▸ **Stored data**
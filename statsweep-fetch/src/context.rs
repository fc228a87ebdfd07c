//! Fetch context shared by the page and detail fetchers.
//!
//! The context bundles the injected transport with the per-request timeout
//! and the cancellation token of the running gather cycle. Every network
//! call goes through [`FetchContext::execute`], which is where both are
//! enforced.

use serde_json::Value;
use std::sync::Arc;
use std::time::Duration;
use tokio_util::sync::CancellationToken;
use tracing::debug;

use crate::body::parse_json;
use crate::error::FetchError;
use crate::host::http::HttpTransport;
use crate::transport::{ApiRequest, RawResponse, Transport};

/// Default per-request timeout.
const DEFAULT_TIMEOUT: Duration = Duration::from_secs(5);

// ============================================================================
// Fetch Context
// ============================================================================

/// Transport handle plus timeout and cancellation for one gather cycle.
#[derive(Clone)]
pub struct FetchContext {
    /// The transport used for every request.
    pub transport: Arc<dyn Transport>,
    timeout: Duration,
    cancel: CancellationToken,
}

impl FetchContext {
    /// Creates a context around an existing transport with default settings.
    pub fn new(transport: Arc<dyn Transport>) -> Self {
        Self {
            transport,
            timeout: DEFAULT_TIMEOUT,
            cancel: CancellationToken::new(),
        }
    }

    /// Creates a builder for customizing the context.
    pub fn builder() -> FetchContextBuilder {
        FetchContextBuilder::new()
    }

    /// Returns the per-request timeout.
    pub fn timeout(&self) -> Duration {
        self.timeout
    }

    /// Returns the cancellation token observed by this context.
    pub fn cancel_token(&self) -> &CancellationToken {
        &self.cancel
    }

    /// Returns true once the cycle has been cancelled.
    pub fn is_cancelled(&self) -> bool {
        self.cancel.is_cancelled()
    }

    /// Sends one request, honoring the timeout and the cancellation token.
    ///
    /// # Errors
    ///
    /// - `FetchError::Cancelled` if the token is (or becomes) cancelled
    /// - `FetchError::Timeout` if the transport does not answer in time
    /// - any error returned by the transport
    pub async fn execute(&self, request: ApiRequest) -> Result<RawResponse, FetchError> {
        if self.cancel.is_cancelled() {
            return Err(FetchError::Cancelled);
        }

        let url = request.display_url();
        tokio::select! {
            biased;
            () = self.cancel.cancelled() => Err(FetchError::Cancelled),
            result = tokio::time::timeout(self.timeout, self.transport.request(request)) => {
                result.unwrap_or_else(|_| Err(FetchError::Timeout { url, timeout: self.timeout }))
            }
        }
    }

    /// Sends one request and parses a 200 response body as JSON.
    ///
    /// Error URLs have secret parameter values redacted.
    ///
    /// # Errors
    ///
    /// - `FetchError::UpstreamStatus` for any status other than 200
    /// - `FetchError::MalformedResponse` for empty or invalid bodies
    /// - everything [`execute`](Self::execute) can return
    pub async fn fetch_json(&self, request: ApiRequest) -> Result<Value, FetchError> {
        let url = request.display_url();
        let response = self.execute(request).await?;
        if !response.is_ok() {
            return Err(FetchError::UpstreamStatus {
                code: response.status,
                url,
            });
        }
        debug!(bytes = response.body.len(), "Parsing response body");
        parse_json(&response.body)
    }
}

impl std::fmt::Debug for FetchContext {
    fn fmt(&self, f: &mut std::fmt::Formatter<'_>) -> std::fmt::Result {
        f.debug_struct("FetchContext")
            .field("timeout", &self.timeout)
            .field("cancelled", &self.cancel.is_cancelled())
            .finish_non_exhaustive()
    }
}

// ============================================================================
// Fetch Context Builder
// ============================================================================

/// Builder for constructing a `FetchContext`.
#[derive(Default)]
pub struct FetchContextBuilder {
    transport: Option<Arc<dyn Transport>>,
    timeout: Option<Duration>,
    allowed_domains: Option<Vec<String>>,
    cancel: Option<CancellationToken>,
}

impl FetchContextBuilder {
    /// Creates a new builder.
    pub fn new() -> Self {
        Self::default()
    }

    /// Sets the transport. Defaults to an [`HttpTransport`].
    pub fn transport(mut self, transport: Arc<dyn Transport>) -> Self {
        self.transport = Some(transport);
        self
    }

    /// Sets the per-request timeout.
    pub fn timeout(mut self, timeout: Duration) -> Self {
        self.timeout = Some(timeout);
        self
    }

    /// Restricts the default transport to the given domains.
    ///
    /// Ignored when a custom transport is supplied.
    pub fn allowed_domains(mut self, domains: Vec<String>) -> Self {
        self.allowed_domains = Some(domains);
        self
    }

    /// Sets the cancellation token.
    pub fn cancel_token(mut self, cancel: CancellationToken) -> Self {
        self.cancel = Some(cancel);
        self
    }

    /// Builds the fetch context.
    ///
    /// # Errors
    ///
    /// Fails only if the default HTTP transport cannot be created.
    pub fn build(self) -> Result<FetchContext, FetchError> {
        let timeout = self.timeout.unwrap_or(DEFAULT_TIMEOUT);
        let transport = match self.transport {
            Some(transport) => transport,
            None => {
                let mut http = HttpTransport::with_timeout(timeout)?;
                if let Some(domains) = self.allowed_domains {
                    http = http.with_allowed_domains(domains);
                }
                Arc::new(http)
            }
        };

        Ok(FetchContext {
            transport,
            timeout,
            cancel: self.cancel.unwrap_or_default(),
        })
    }
}

// ============================================================================
// Tests
// ============================================================================
//! Config command - inspect and create configuration.

use anyhow::{bail, Result};
use clap::{Args, Subcommand};
use statsweep_store::CollectorConfig;
use tracing::info;

use super::load_config;
use crate::output::JsonFormatter;
use crate::{Cli, OutputFormat};

/// Arguments for the config command.
#[derive(Args)]
pub struct ConfigArgs {
    #[command(subcommand)]
    pub action: ConfigAction,
}

/// Config subcommands.
#[derive(Subcommand)]
pub enum ConfigAction {
    /// Print an annotated sample configuration.
    Sample,

    /// Show the effective configuration (API key masked).
    Show,

    /// Validate the configuration file.
    Validate,

    /// Show the configuration path.
    Path,

    /// Write a configuration file.
    Init {
        /// Write the YouTube preset for this playlist instead of the sample.
        #[arg(long)]
        youtube_playlist: Option<String>,

        /// API key for the YouTube preset.
        #[arg(long, requires = "youtube_playlist")]
        api_key: Option<String>,

        /// Overwrite an existing file.
        #[arg(long)]
        force: bool,
    },
}

/// Runs the config command.
pub fn run(args: &ConfigArgs, cli: &Cli) -> Result<()> {
    match &args.action {
        ConfigAction::Sample => {
            print!("{}", CollectorConfig::sample_config());
            Ok(())
        }
        ConfigAction::Show => show_config(cli),
        ConfigAction::Validate => validate_config(cli),
        ConfigAction::Path => {
            println!("{}", config_path(cli).display());
            Ok(())
        }
        ConfigAction::Init {
            youtube_playlist,
            api_key,
            force,
        } => init_config(cli, youtube_playlist.as_deref(), api_key.as_deref(), *force),
    }
}

fn config_path(cli: &Cli) -> std::path::PathBuf {
    cli.config
        .clone()
        .unwrap_or_else(CollectorConfig::default_path)
}

fn show_config(cli: &Cli) -> Result<()> {
    let config = load_config(cli)?.redacted();

    match cli.format {
        OutputFormat::Text => print!("{}", config.to_toml()?),
        OutputFormat::Json => println!("{}", JsonFormatter::new(cli.pretty).format(&config)?),
    }

    Ok(())
}

fn validate_config(cli: &Cli) -> Result<()> {
    let config = load_config(cli)?;

    if !cli.quiet {
        println!(
            "Configuration OK: {} ({} fields, listing {})",
            config_path(cli).display(),
            config.fields.len(),
            config.listing.url
        );
        if config.resolved_api_key().is_none() {
            println!("Note: no API key configured");
        }
    }

    Ok(())
}

fn init_config(
    cli: &Cli,
    youtube_playlist: Option<&str>,
    api_key: Option<&str>,
    force: bool,
) -> Result<()> {
    let path = config_path(cli);
    if path.exists() && !force {
        bail!("{} already exists (use --force to overwrite)", path.display());
    }

    match youtube_playlist {
        Some(playlist) => {
            let mut config = CollectorConfig::youtube_playlist(playlist, api_key.unwrap_or_default());
            if api_key.is_none() {
                config.api_key = None;
                config.api_key_env = Some("YOUTUBE_API_KEY".to_string());
            }
            config.save_to(&path)?;
        }
        None => {
            if let Some(parent) = path.parent() {
                std::fs::create_dir_all(parent)?;
            }
            std::fs::write(&path, CollectorConfig::sample_config())?;
        }
    }

    info!(path = %path.display(), "Config written");
    if !cli.quiet {
        println!("Wrote {}", path.display());
    }
    Ok(())
}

▸ **DIRECTIONS FOR THIS TASK**
Could you restate word for word the lines above, from the one that contains "let mut http" through the one that contains "use crate::output::JsonFormatter;", and no others?

▸ **SOLUTION**
                let mut http = HttpTransport::with_timeout(timeout)?;
                if let Some(domains) = self.allowed_domains {
                    http = http.with_allowed_domains(domains);
                }
                Arc::new(http)
            }
        };

        Ok(FetchContext {
            transport,
            timeout,
            cancel: self.cancel.unwrap_or_default(),
        })
    }
}

// ============================================================================
// Tests
// ============================================================================
//! Config command - inspect and create configuration.

use anyhow::{bail, Result};
use clap::{Args, Subcommand};
use statsweep_store::CollectorConfig;
use tracing::info;

use super::load_config;
use crate::output::JsonFormatter;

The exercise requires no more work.